My father knew that his grandfather lived in Coshocton County when my paternal grandfather, Clifford Kaser was born. And father knew that his grandmother’s name was Catharine Sampsel. What I have been able to track down is that Joseph married Catharine Samsel (which also is spelled Sampsel) in March 1847, and the 1880 census tells us that Joseph was born in 1827 and Catharine was born in 1825.

According to that same census report, he and his parents were all born in Pennsylvania, so Joseph’s family may well have been in the United States during or before the Revolutionary War, but when and from where and how and why did they come to the United States?

Because their children are listed in the 1880 census, we can see that the Kasers lived in Ohio at least from 1852, because their oldest son, David was 28 in 1880 and was born in Ohio, as were all the other children. David is married in 1880, and still listed as living at the residence of his parents.  The complete list of Kasers in 1880 folllows.

  • Joseph Kaser, 53, carpenter Born in Pennsylvania
  • Catharine Kaser, 50 *However according to her gravestone she would have been 51 at the time of the census. Born in Ohio
  • David Kaser, 28, carpenter
  • Ellen Kaser, 18, housework [David’s Wife]
  • Johnathon Kaser, 20, day laborer
  • Anna Kaser, 17
  • Clifford Kaser, 13 (my paternal grandfather)
  • Edward Kaser, 10

Not only have I not been able to find out who Joseph Kaser’s parents were or when their family came to the United States, or what country they came from, I am searching for information on a rare Kaser relative that I actually met. She was “Aunt Jennie” whom I visited with my father in the 1940’s and 50’s in Mt. Vernon Ohio. How is she related to these people?

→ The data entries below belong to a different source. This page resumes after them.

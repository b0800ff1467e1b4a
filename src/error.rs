//! Error type shared by the fallible parts of the simulation.
//!
//! Construction-time problems (bad configuration, malformed section
//! catalogs, impossible map layouts) are returned as [`DelveError`] values.
//! Broken entity wiring discovered while the simulation is running is a
//! programmer error: it goes through [`invariant_violated`], which stops a
//! debug build on the spot and logs in release builds so the offending entity
//! is skipped instead of taking the whole session down.

use bevy_ecs::entity::Entity;
use thiserror::Error;

#[derive(Debug, Error)]
pub enum DelveError {
    /// An entity is missing a sibling capability another one depends on.
    #[error("entity {entity:?} has no {capability} capability (required by {required_by})")]
    MissingCapability {
        entity: Entity,
        capability: &'static str,
        required_by: &'static str,
    },

    #[error("unknown tile code {0}")]
    UnknownTileCode(i32),

    #[error("section catalog '{0}' is empty")]
    EmptyCatalog(&'static str),

    #[error(
        "section in catalog '{catalog}' is {found_w}x{found_h}, expected {expected_w}x{expected_h}"
    )]
    SectionSize {
        catalog: &'static str,
        expected_w: usize,
        expected_h: usize,
        found_w: usize,
        found_h: usize,
    },

    #[error("invalid map layout: {0}")]
    Layout(String),

    #[error("failed to parse section catalog: {0}")]
    Catalog(#[from] serde_json::Error),

    #[error("cannot read {path}: {source}")]
    Io {
        path: String,
        #[source]
        source: std::io::Error,
    },

    #[error("configuration error: {0}")]
    Config(String),
}

pub type Result<T> = std::result::Result<T, DelveError>;

/// Report a broken invariant.
///
/// Panics in debug builds. Release builds log the error and return so the
/// caller can skip the entity.
#[track_caller]
pub fn invariant_violated(err: DelveError) {
    if cfg!(debug_assertions) {
        panic!("{err}");
    }
    log::error!("{err}");
}

#[cfg(test)]
mod tests {
    use super::*;

    #[test]
    fn missing_capability_names_both_sides() {
        let err = DelveError::MissingCapability {
            entity: Entity::PLACEHOLDER,
            capability: "Animated",
            required_by: "PlayerMove",
        };
        let msg = err.to_string();
        assert!(msg.contains("Animated"));
        assert!(msg.contains("PlayerMove"));
    }

    #[test]
    fn catalog_errors_convert_from_serde() {
        let parse: std::result::Result<Vec<i32>, _> = serde_json::from_str("[1, 2");
        let err: DelveError = parse.unwrap_err().into();
        assert!(matches!(err, DelveError::Catalog(_)));
    }

    #[test]
    #[cfg(debug_assertions)]
    #[should_panic(expected = "no Spatial capability")]
    fn invariant_violation_panics_in_debug() {
        invariant_violated(DelveError::MissingCapability {
            entity: Entity::PLACEHOLDER,
            capability: "Spatial",
            required_by: "EnemyMove",
        });
    }
}
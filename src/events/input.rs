//! Controller input events.
//!
//! The host's input driver translates gamepad buttons, analog sticks, touch
//! taps and device tilt into [`ControllerEvent`]s and hands them to
//! [`Scene::send_input`](crate::scene::Scene::send_input). They are queued on
//! [`InputState`](crate::resources::input::InputState) and routed once per
//! tick according to the session's current input mode.

use glam::Vec2;

/// Digital buttons the game reacts to.
#[derive(Debug, Clone, Copy, PartialEq, Eq, Hash)]
pub enum ControllerButton {
    A,
    DpadUp,
    DpadDown,
    DpadLeft,
    DpadRight,
    Pause,
}

impl ControllerButton {
    /// Parse the element names used by game-controller profiles
    /// (`"buttonA"`, `"dpad_up"`, ...).
    pub fn from_name(name: &str) -> Option<Self> {
        match name {
            "buttonA" => Some(ControllerButton::A),
            "dpad_up" => Some(ControllerButton::DpadUp),
            "dpad_down" => Some(ControllerButton::DpadDown),
            "dpad_left" => Some(ControllerButton::DpadLeft),
            "dpad_right" => Some(ControllerButton::DpadRight),
            "pause" => Some(ControllerButton::Pause),
            _ => None,
        }
    }
}

#[derive(Debug, Clone, Copy, PartialEq, Eq, Hash)]
pub enum ControllerStick {
    Left,
    Right,
}

impl ControllerStick {
    pub fn from_name(name: &str) -> Option<Self> {
        match name {
            "leftstick" => Some(ControllerStick::Left),
            "rightstick" => Some(ControllerStick::Right),
            _ => None,
        }
    }
}

/// Kind of gamepad attached next to a tilt-capable device.
#[derive(Debug, Clone, Copy, PartialEq, Eq, Hash)]
pub enum ControllerKind {
    /// Full profile with sticks and shoulder buttons.
    Standard,
    /// Micro or otherwise reduced profile.
    Other,
}

#[derive(Debug, Clone, Copy, PartialEq)]
pub enum ControllerEvent {
    /// A digital button changed. `value` is the analog pressure for d-pad
    /// buttons (0.0 when released).
    Button {
        button: ControllerButton,
        value: f32,
        pressed: bool,
    },
    /// An analog stick moved to `point` (each axis in -1.0..=1.0).
    Stick { stick: ControllerStick, point: Vec2 },
    /// A touch at `location`, in world coordinates.
    Tap { location: Vec2 },
    /// Device tilt from the accelerometer. `controller` is the gamepad
    /// attached alongside the device, if any: with none, tilt moves the
    /// player; with a standard gamepad, tilt aims; with any other gamepad,
    /// tilt is ignored.
    Tilt {
        acceleration: Vec2,
        controller: Option<ControllerKind>,
    },
}

impl ControllerEvent {
    pub fn press(button: ControllerButton) -> Self {
        ControllerEvent::Button {
            button,
            value: 1.0,
            pressed: true,
        }
    }

    pub fn release(button: ControllerButton) -> Self {
        ControllerEvent::Button {
            button,
            value: 0.0,
            pressed: false,
        }
    }

    pub fn stick(stick: ControllerStick, x: f32, y: f32) -> Self {
        ControllerEvent::Stick {
            stick,
            point: Vec2::new(x, y),
        }
    }
}
use bevy_ecs::prelude::*;
use rustc_hash::FxHashSet;

/// Pairs the built-in detector currently sees touching.
///
/// A contact event fires only when a pair enters this set, which gives
/// begin-contact semantics like a physics engine's contact listener.
#[derive(Resource, Debug, Default)]
pub struct ActiveContacts {
    pairs: FxHashSet<(Entity, Entity)>,
}

impl ActiveContacts {
    /// Order-independent key for a pair.
    pub fn key(a: Entity, b: Entity) -> (Entity, Entity) {
        if a <= b { (a, b) } else { (b, a) }
    }

    /// Record the pair as touching. Returns `true` if it was not before.
    pub fn begin(&mut self, a: Entity, b: Entity) -> bool {
        self.pairs.insert(Self::key(a, b))
    }

    /// Keep only the pairs in `touching`.
    pub fn retain(&mut self, touching: &FxHashSet<(Entity, Entity)>) {
        self.pairs.retain(|pair| touching.contains(pair));
    }

    pub fn len(&self) -> usize {
        self.pairs.len()
    }

    pub fn is_empty(&self) -> bool {
        self.pairs.is_empty()
    }

    pub fn clear(&mut self) {
        self.pairs.clear();
    }
}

[NOTE: A little more searching and I discovered that Aunt Jennie was actually related to my father’s MOTHER rather than his FATHER–so she was not a Kaser. More to come.]

But I have many more avenues to travel down before giving up.  I can track every one of the siblings of Clifford Kaser to seek more information. I can post on bulletin boards on genealogy sites. I can follow leads in an old newspaper article I found in my father’s files about a band in Clark, Ohio that ties to another keepsake–a battered old trombone.

The family seems to be full of people who are handy with their hands–from carpentry to tin- smithing to playing the trombone.  My father enjoyed making things, but the things he built for me, I left behind as Ken and I moved from house to house. He had built bookcases in our Columbus, Ohio house and when we moved to Arizona, he built bookcases for us, and repaired anything that needed fixing in the five houses we lived in before he died.

Meanwhile, if you know anyone named Kaser, ask them if they know about Joseph the carpenter who lived in Bloomfield/Clark, Ohio. And let me know.